ABSTRACT

African archaeology has been slow in coming to the topic of gender. This does not mean that there has not been much said and implied about gender in the writings of Africanist archaeologists. On the contrary, where gender is not explicitly addressed may be where it is most profoundly embedded in scholarly perspective and most radically reliant on assumptions and essentialisms. This seems to be the case in the scholarship on Great Zimbabwe. While very little is said about the nature of the gender roles and ideologies that may have existed on the Zimbabwe plateau, assumptions about the gendered division of labor and male primacy in political life have led to a body of scholarship which places the rise of the state firmly in the male domain. Women are at best considered pawns in the social and political maneuvering of men, signifiers of male power.

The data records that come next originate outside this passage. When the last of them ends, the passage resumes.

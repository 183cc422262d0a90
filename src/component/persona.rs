use ratatui::{
    layout::{Constraint, Layout, Rect},
    style::{Color, Style, Stylize},
    text::Line,
    widgets::{Block, List, ListState, Paragraph, Wrap},
    Frame,
};

use crate::sys::{Persona, PersonaRegistry};

/// Sidebar: persona list on top, resource link for the active persona below.
pub struct PersonaComponent {
    state: ListState,
}

impl PersonaComponent {
    pub fn new() -> Self {
        Self {
            state: ListState::default(),
        }
    }

    pub fn render(
        &mut self,
        registry: &PersonaRegistry,
        active: &Persona,
        frame: &mut Frame,
        area: Rect,
    ) {
        let vertical = Layout::vertical([Constraint::Min(3), Constraint::Length(7)]);
        let [list_area, resource_area] = vertical.areas(area);

        self.state.select(registry.position(&active.id));
        let list = List::new(registry.ids())
            .block(Block::bordered().title("Select a Historical Figure").gray())
            .highlight_style(Style::new().fg(Color::Black).bg(Color::Cyan))
            .highlight_symbol("> ");
        frame.render_stateful_widget(list, list_area, &mut self.state);

        frame.render_widget(
            Paragraph::new(resource_lines(active))
                .wrap(Wrap { trim: false })
                .block(Block::bordered().title("Resources").gray()),
            resource_area,
        );
    }
}

fn resource_lines(persona: &Persona) -> Vec<Line<'static>> {
    match persona.resource_url() {
        Some(url) => vec![
            Line::raw(format!("Learn more about {}:", persona.id)),
            Line::raw(url.to_string()).underlined().fg(Color::Blue),
        ],
        None => vec![Line::raw(format!("No resources for {}.", persona.id))],
    }
}

#[cfg(test)]
mod tests {
    use super::*;

    #[test]
    fn resource_lines_show_link_or_placeholder() {
        let registry = PersonaRegistry::builtin();
        let lines = resource_lines(&registry.lookup("Cleopatra"));
        assert_eq!(lines[0].to_string(), "Learn more about Cleopatra:");
        assert_eq!(lines[1].to_string(), "https://www.worldhistory.org/Cleopatra_VII/");

        let lines = resource_lines(&registry.lookup("Napoleon"));
        assert_eq!(lines.len(), 1);
        assert_eq!(lines[0].to_string(), "No resources for Napoleon.");
    }
}
use std::{
    io::{BufRead, Write},
    path::PathBuf,
};

use crate::sys::{CompletionService, Outcome, PersonaRegistry, Session};

#[derive(Debug, Clone, PartialEq, Eq)]
pub enum Command {
    Quit,
    ListPersonas,
    Persona(String),
    /// `/persona` without a name.
    PersonaUsage,
    Save,
    Say(String),
}

impl Command {
    pub fn parse(line: &str) -> Command {
        let line = line.trim_end_matches(&['\r', '\n'][..]);
        let trimmed = line.trim();
        match trimmed.split_once(char::is_whitespace) {
            _ if trimmed == "/quit" || trimmed == "exit!" => Command::Quit,
            _ if trimmed == "/personas" => Command::ListPersonas,
            _ if trimmed == "/save" => Command::Save,
            _ if trimmed == "/persona" => Command::PersonaUsage,
            Some(("/persona", id)) => Command::Persona(id.trim().to_string()),
            _ => Command::Say(line.to_string()),
        }
    }
}

/// Line-oriented front end: one line in, one reply out.
pub struct ConsoleApp {
    registry: PersonaRegistry,
    session: Session,
    export_dir: PathBuf,
}

impl ConsoleApp {
    pub fn new(registry: PersonaRegistry, session: Session, export_dir: PathBuf) -> Self {
        Self {
            registry,
            session,
            export_dir,
        }
    }

    fn banner<W: Write>(&self, output: &mut W) -> std::io::Result<()> {
        let persona = self.session.active_persona();
        writeln!(output, "You are now chatting with {}.", persona.id)?;
        if let Some(url) = persona.resource_url() {
            writeln!(output, "Learn more about {}: {}", persona.id, url)?;
        }
        Ok(())
    }

    fn list_personas<W: Write>(&self, output: &mut W) -> std::io::Result<()> {
        for id in self.registry.ids() {
            let marker = if id == self.session.active_persona().id { "*" } else { " " };
            writeln!(output, "{marker} {id}")?;
        }
        Ok(())
    }

    pub fn run_loop<S, R, W>(mut self, service: &S, input: R, mut output: W) -> anyhow::Result<Session>
    where
        S: CompletionService + ?Sized,
        R: BufRead,
        W: Write,
    {
        writeln!(output, "TimeTuah - Chat with Historical Figures")?;
        writeln!(output, "commands: /personas, /persona <name>, /save, /quit")?;
        self.banner(&mut output)?;

        for line in input.lines() {
            match Command::parse(&line?) {
                Command::Quit => break,
                Command::ListPersonas => self.list_personas(&mut output)?,
                Command::PersonaUsage => {
                    writeln!(output, "usage: /persona <name>")?;
                    self.list_personas(&mut output)?;
                }
                Command::Persona(id) => {
                    self.session.select_persona(self.registry.lookup(&id));
                    self.banner(&mut output)?;
                }
                Command::Save => match self.session.export_to(&self.export_dir) {
                    Ok(path) => writeln!(output, "transcript saved to {}", path.display())?,
                    Err(err) => writeln!(output, "An error occurred: {err}")?,
                },
                Command::Say(text) => {
                    let (session, outcome) = self.session.submit(&text, service);
                    self.session = session;
                    match outcome {
                        Outcome::Ignored => {}
                        Outcome::Replied(reply) => {
                            writeln!(output, "{}: {}", self.session.active_persona().id, reply)?
                        }
                        Outcome::Failed(err) => writeln!(output, "An error occurred: {err}")?,
                    }
                }
            }
            output.flush()?;
        }

        Ok(self.session)
    }
}

#[cfg(test)]
mod tests {
    use super::*;

    #[test]
    fn parse_commands() {
        assert_eq!(Command::parse("/quit\n"), Command::Quit);
        assert_eq!(Command::parse("exit!"), Command::Quit);
        assert_eq!(Command::parse(" /personas "), Command::ListPersonas);
        assert_eq!(
            Command::parse("/persona Leonardo da Vinci"),
            Command::Persona("Leonardo da Vinci".to_string())
        );
        assert_eq!(Command::parse("/save"), Command::Save);
        assert_eq!(Command::parse("/persona"), Command::PersonaUsage);
        assert_eq!(Command::parse("  /persona   \n"), Command::PersonaUsage);
        assert_eq!(
            Command::parse("What is time?\r\n"),
            Command::Say("What is time?".to_string())
        );
        assert_eq!(Command::parse(""), Command::Say(String::new()));
    }
}
//! Error types for finrecon.
//!
//! All errors use the `FR_ERR_` prefix convention for easy grepping in logs.
//! Error codes are grouped by family:
//! - 1xx: Not found
//! - 2xx: Invalid state transitions
//! - 3xx: Validation failures
//! - 4xx: Collaborator failures (posting service, payout gateway)
//! - 5xx: Conflicts
//! - 6xx: Invariant violations
//! - 9xx: General / internal errors

use thiserror::Error;

use crate::{ItemId, LedgerRecordId, PartnerId, RunId, SettlementId};

/// Coarse error taxonomy shared by every operation.
#[derive(Debug, Clone, Copy, PartialEq, Eq, Hash)]
pub enum ErrorKind {
    NotFound,
    InvalidStateTransition,
    ValidationFailure,
    CollaboratorFailure,
    Conflict,
    InvariantViolation,
    Internal,
}

/// Central error enum for all finrecon operations.
#[derive(Debug, Error)]
pub enum FinreconError {
    // =================================================================
    // Not Found (1xx)
    // =================================================================
    /// No reconciliation run with this ID.
    #[error("FR_ERR_100: Reconciliation run not found: {0}")]
    RunNotFound(RunId),

    /// No reconciliation item with this ID.
    #[error("FR_ERR_101: Reconciliation item not found: {0}")]
    ItemNotFound(ItemId),

    /// No settlement with this ID.
    #[error("FR_ERR_102: Settlement not found: {0}")]
    SettlementNotFound(SettlementId),

    /// The transaction store has no record with this ID.
    #[error("FR_ERR_103: Ledger record not found: {0}")]
    LedgerRecordNotFound(LedgerRecordId),

    /// No partner registered with this ID.
    #[error("FR_ERR_104: Partner not found: {0}")]
    PartnerNotFound(PartnerId),

    // =================================================================
    // Invalid State Transitions (2xx)
    // =================================================================
    /// The operation is not legal for the entity's current status.
    #[error("FR_ERR_200: Invalid state transition for {entity}: {from} -> {to}")]
    InvalidStateTransition {
        entity: String,
        from: String,
        to: String,
    },

    // =================================================================
    // Validation (3xx)
    // =================================================================
    /// A required field is missing or a value is out of range.
    #[error("FR_ERR_300: Validation failed: {reason}")]
    Validation { reason: String },

    /// No payout destination on the request or the partner profile.
    #[error("FR_ERR_301: No payout destination for settlement {0}")]
    MissingPayoutDestination(SettlementId),

    /// The partner type is not eligible for the requested settlement type.
    #[error("FR_ERR_302: Partner {partner} of type {partner_type} is not eligible for {settlement_type} settlements")]
    PartnerNotEligible {
        partner: PartnerId,
        partner_type: String,
        settlement_type: String,
    },

    // =================================================================
    // Collaborator Failures (4xx)
    // =================================================================
    /// An external collaborator (posting service, payout gateway) failed.
    #[error("FR_ERR_400: Collaborator {service} failed: {reason}")]
    Collaborator { service: String, reason: String },

    // =================================================================
    // Conflicts (5xx)
    // =================================================================
    /// The item is already matched; manual overwrite is refused.
    #[error("FR_ERR_500: Item already matched: {0}")]
    ItemAlreadyMatched(ItemId),

    /// The ledger record is already claimed by another item.
    #[error("FR_ERR_501: Ledger record already claimed: {0}")]
    LedgerRecordClaimed(LedgerRecordId),

    /// The same statement was already imported.
    #[error("FR_ERR_502: Duplicate statement import: digest {digest} already reconciled in run {run}")]
    DuplicateStatement { digest: String, run: RunId },

    /// The payout reference already confirmed another settlement.
    #[error("FR_ERR_503: Payout reference already used: {0}")]
    DuplicatePayoutReference(String),

    /// The settlement's payout was confirmed; re-issuing it would pay twice.
    #[error("FR_ERR_504: Settlement {settlement} already disbursed under payout {reference}")]
    PayoutAlreadyDisbursed {
        settlement: String,
        reference: String,
    },

    /// A live settlement of the same type already covers the partner and period.
    #[error("FR_ERR_505: {settlement_type} settlement {existing} already covers partner {partner} for {period}")]
    DuplicateSettlement {
        partner: PartnerId,
        settlement_type: String,
        period: String,
        existing: String,
    },

    // =================================================================
    // Invariant Violations (6xx)
    // =================================================================
    /// A monetary or counter invariant does not hold. Critical alert.
    #[error("FR_ERR_600: Invariant violation: {reason}")]
    InvariantViolation { reason: String },

    /// Integer minor-unit arithmetic overflowed.
    #[error("FR_ERR_601: Arithmetic overflow: {context}")]
    Overflow { context: String },

    // =================================================================
    // General / Internal (9xx)
    // =================================================================
    /// Unrecoverable internal error.
    #[error("FR_ERR_900: Internal error: {0}")]
    Internal(String),

    /// Serialization / deserialization error.
    #[error("FR_ERR_901: Serialization error: {0}")]
    Serialization(String),

    /// Configuration error (invalid rates, bad document, etc.).
    #[error("FR_ERR_902: Configuration error: {0}")]
    Configuration(String),
}

impl FinreconError {
    /// Shorthand for a [`FinreconError::Validation`] error.
    pub fn validation(reason: impl Into<String>) -> Self {
        Self::Validation {
            reason: reason.into(),
        }
    }

    /// Shorthand for a [`FinreconError::InvalidStateTransition`] error.
    pub fn transition(
        entity: impl std::fmt::Display,
        from: impl std::fmt::Display,
        to: impl std::fmt::Display,
    ) -> Self {
        Self::InvalidStateTransition {
            entity: entity.to_string(),
            from: from.to_string(),
            to: to.to_string(),
        }
    }

    /// Shorthand for a [`FinreconError::Collaborator`] error.
    pub fn collaborator(service: impl Into<String>, reason: impl Into<String>) -> Self {
        Self::Collaborator {
            service: service.into(),
            reason: reason.into(),
        }
    }

    /// The stable `FR_ERR_nnn` code, as it appears in the message.
    #[must_use]
    pub fn code(&self) -> &'static str {
        match self {
            Self::RunNotFound(_) => "FR_ERR_100",
            Self::ItemNotFound(_) => "FR_ERR_101",
            Self::SettlementNotFound(_) => "FR_ERR_102",
            Self::LedgerRecordNotFound(_) => "FR_ERR_103",
            Self::PartnerNotFound(_) => "FR_ERR_104",
            Self::InvalidStateTransition { .. } => "FR_ERR_200",
            Self::Validation { .. } => "FR_ERR_300",
            Self::MissingPayoutDestination(_) => "FR_ERR_301",
            Self::PartnerNotEligible { .. } => "FR_ERR_302",
            Self::Collaborator { .. } => "FR_ERR_400",
            Self::ItemAlreadyMatched(_) => "FR_ERR_500",
            Self::LedgerRecordClaimed(_) => "FR_ERR_501",
            Self::DuplicateStatement { .. } => "FR_ERR_502",
            Self::DuplicatePayoutReference(_) => "FR_ERR_503",
            Self::PayoutAlreadyDisbursed { .. } => "FR_ERR_504",
            Self::DuplicateSettlement { .. } => "FR_ERR_505",
            Self::InvariantViolation { .. } => "FR_ERR_600",
            Self::Overflow { .. } => "FR_ERR_601",
            Self::Internal(_) => "FR_ERR_900",
            Self::Serialization(_) => "FR_ERR_901",
            Self::Configuration(_) => "FR_ERR_902",
        }
    }

    /// The taxonomy bucket this error belongs to.
    #[must_use]
    pub fn kind(&self) -> ErrorKind {
        match self {
            Self::RunNotFound(_)
            | Self::ItemNotFound(_)
            | Self::SettlementNotFound(_)
            | Self::LedgerRecordNotFound(_)
            | Self::PartnerNotFound(_) => ErrorKind::NotFound,
            Self::InvalidStateTransition { .. } => ErrorKind::InvalidStateTransition,
            Self::Validation { .. }
            | Self::MissingPayoutDestination(_)
            | Self::PartnerNotEligible { .. } => ErrorKind::ValidationFailure,
            Self::Collaborator { .. } => ErrorKind::CollaboratorFailure,
            Self::ItemAlreadyMatched(_)
            | Self::LedgerRecordClaimed(_)
            | Self::DuplicateStatement { .. }
            | Self::DuplicatePayoutReference(_)
            | Self::PayoutAlreadyDisbursed { .. }
            | Self::DuplicateSettlement { .. } => ErrorKind::Conflict,
            Self::InvariantViolation { .. } | Self::Overflow { .. } => ErrorKind::InvariantViolation,
            Self::Internal(_) | Self::Serialization(_) | Self::Configuration(_) => {
                ErrorKind::Internal
            }
        }
    }
}

/// Crate-wide `Result` alias.
pub type Result<T> = std::result::Result<T, FinreconError>;

impl From<serde_json::Error> for FinreconError {
    fn from(err: serde_json::Error) -> Self {
        Self::Serialization(err.to_string())
    }
}

#[cfg(test)]
mod tests {
    use super::*;

    #[test]
    fn error_display_contains_prefix() {
        let err = FinreconError::RunNotFound(RunId::new());
        let msg = format!("{err}");
        assert!(msg.starts_with("FR_ERR_100"), "Got: {msg}");
    }

    #[test]
    fn transition_display() {
        let err = FinreconError::transition("settlement", "PENDING", "COMPLETED");
        let msg = format!("{err}");
        assert!(msg.contains("FR_ERR_200"));
        assert!(msg.contains("PENDING"));
        assert!(msg.contains("COMPLETED"));
    }

    #[test]
    fn kinds_follow_taxonomy() {
        assert_eq!(
            FinreconError::ItemNotFound(ItemId::new()).kind(),
            ErrorKind::NotFound
        );
        assert_eq!(
            FinreconError::ItemAlreadyMatched(ItemId::new()).kind(),
            ErrorKind::Conflict
        );
        assert_eq!(
            FinreconError::MissingPayoutDestination(SettlementId::new()).kind(),
            ErrorKind::ValidationFailure
        );
        assert_eq!(
            FinreconError::collaborator("payout", "timeout").kind(),
            ErrorKind::CollaboratorFailure
        );
        assert_eq!(
            FinreconError::transition("settlement", "A", "B").kind(),
            ErrorKind::InvalidStateTransition
        );
    }

    #[test]
    fn all_errors_have_fr_err_prefix() {
        let errors: Vec<Box<dyn std::error::Error>> = vec![
            Box::new(FinreconError::validation("missing approver")),
            Box::new(FinreconError::LedgerRecordClaimed(LedgerRecordId::new("tx-1"))),
            Box::new(FinreconError::DuplicatePayoutReference("PAY-1".into())),
            Box::new(FinreconError::Internal("test".into())),
            Box::new(FinreconError::InvariantViolation {
                reason: "parts != whole".into(),
            }),
        ];
        for err in errors {
            let msg = format!("{err}");
            assert!(
                msg.starts_with("FR_ERR_"),
                "Error missing FR_ERR_ prefix: {msg}"
            );
        }
    }

    #[test]
    fn code_matches_message_prefix() {
        let errors = [
            FinreconError::PartnerNotFound(PartnerId::new()),
            FinreconError::collaborator("posting", "down"),
            FinreconError::DuplicateStatement {
                digest: "ab".into(),
                run: RunId::new(),
            },
            FinreconError::Overflow {
                context: "total".into(),
            },
            FinreconError::PayoutAlreadyDisbursed {
                settlement: "STL-FEE-202601-000001".into(),
                reference: "PAY-1".into(),
            },
            FinreconError::DuplicateSettlement {
                partner: PartnerId::new(),
                settlement_type: "FEE".into(),
                period: "2026-01-01..2026-01-31".into(),
                existing: "STL-FEE-202601-000001".into(),
            },
            FinreconError::Configuration("bad".into()),
        ];
        for err in &errors[2..] {
            if matches!(
                err,
                FinreconError::PayoutAlreadyDisbursed { .. } | FinreconError::DuplicateSettlement { .. }
            ) {
                assert_eq!(err.kind(), ErrorKind::Conflict);
            }
        }
        for err in errors {
            assert!(err.to_string().starts_with(err.code()), "{err}");
        }
    }

    #[test]
    fn serde_json_error_converts() {
        let err: FinreconError = serde_json::from_str::<u8>("nope").unwrap_err().into();
        assert!(matches!(err, FinreconError::Serialization(_)));
    }
}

This essentializing of gender roles and ideologies is particularly entrenched because it is entwined with another strand of essentializing, that which regards Africans and African cultures as timeless and unchanging, without history, incapable of innovation. The women who lived and worked at Great Zimbabwe are thus doubly essentialized, as examples of women’s timeless, economically marginal roles and as the bearers of primal African cultural systems. These assumptions are utilized in a sleight of hand in which the processes of state formation are assumed to have been the work of men alone, and the profound social changes accompanying these processes are nonetheless assumed to have had no effect on gender roles.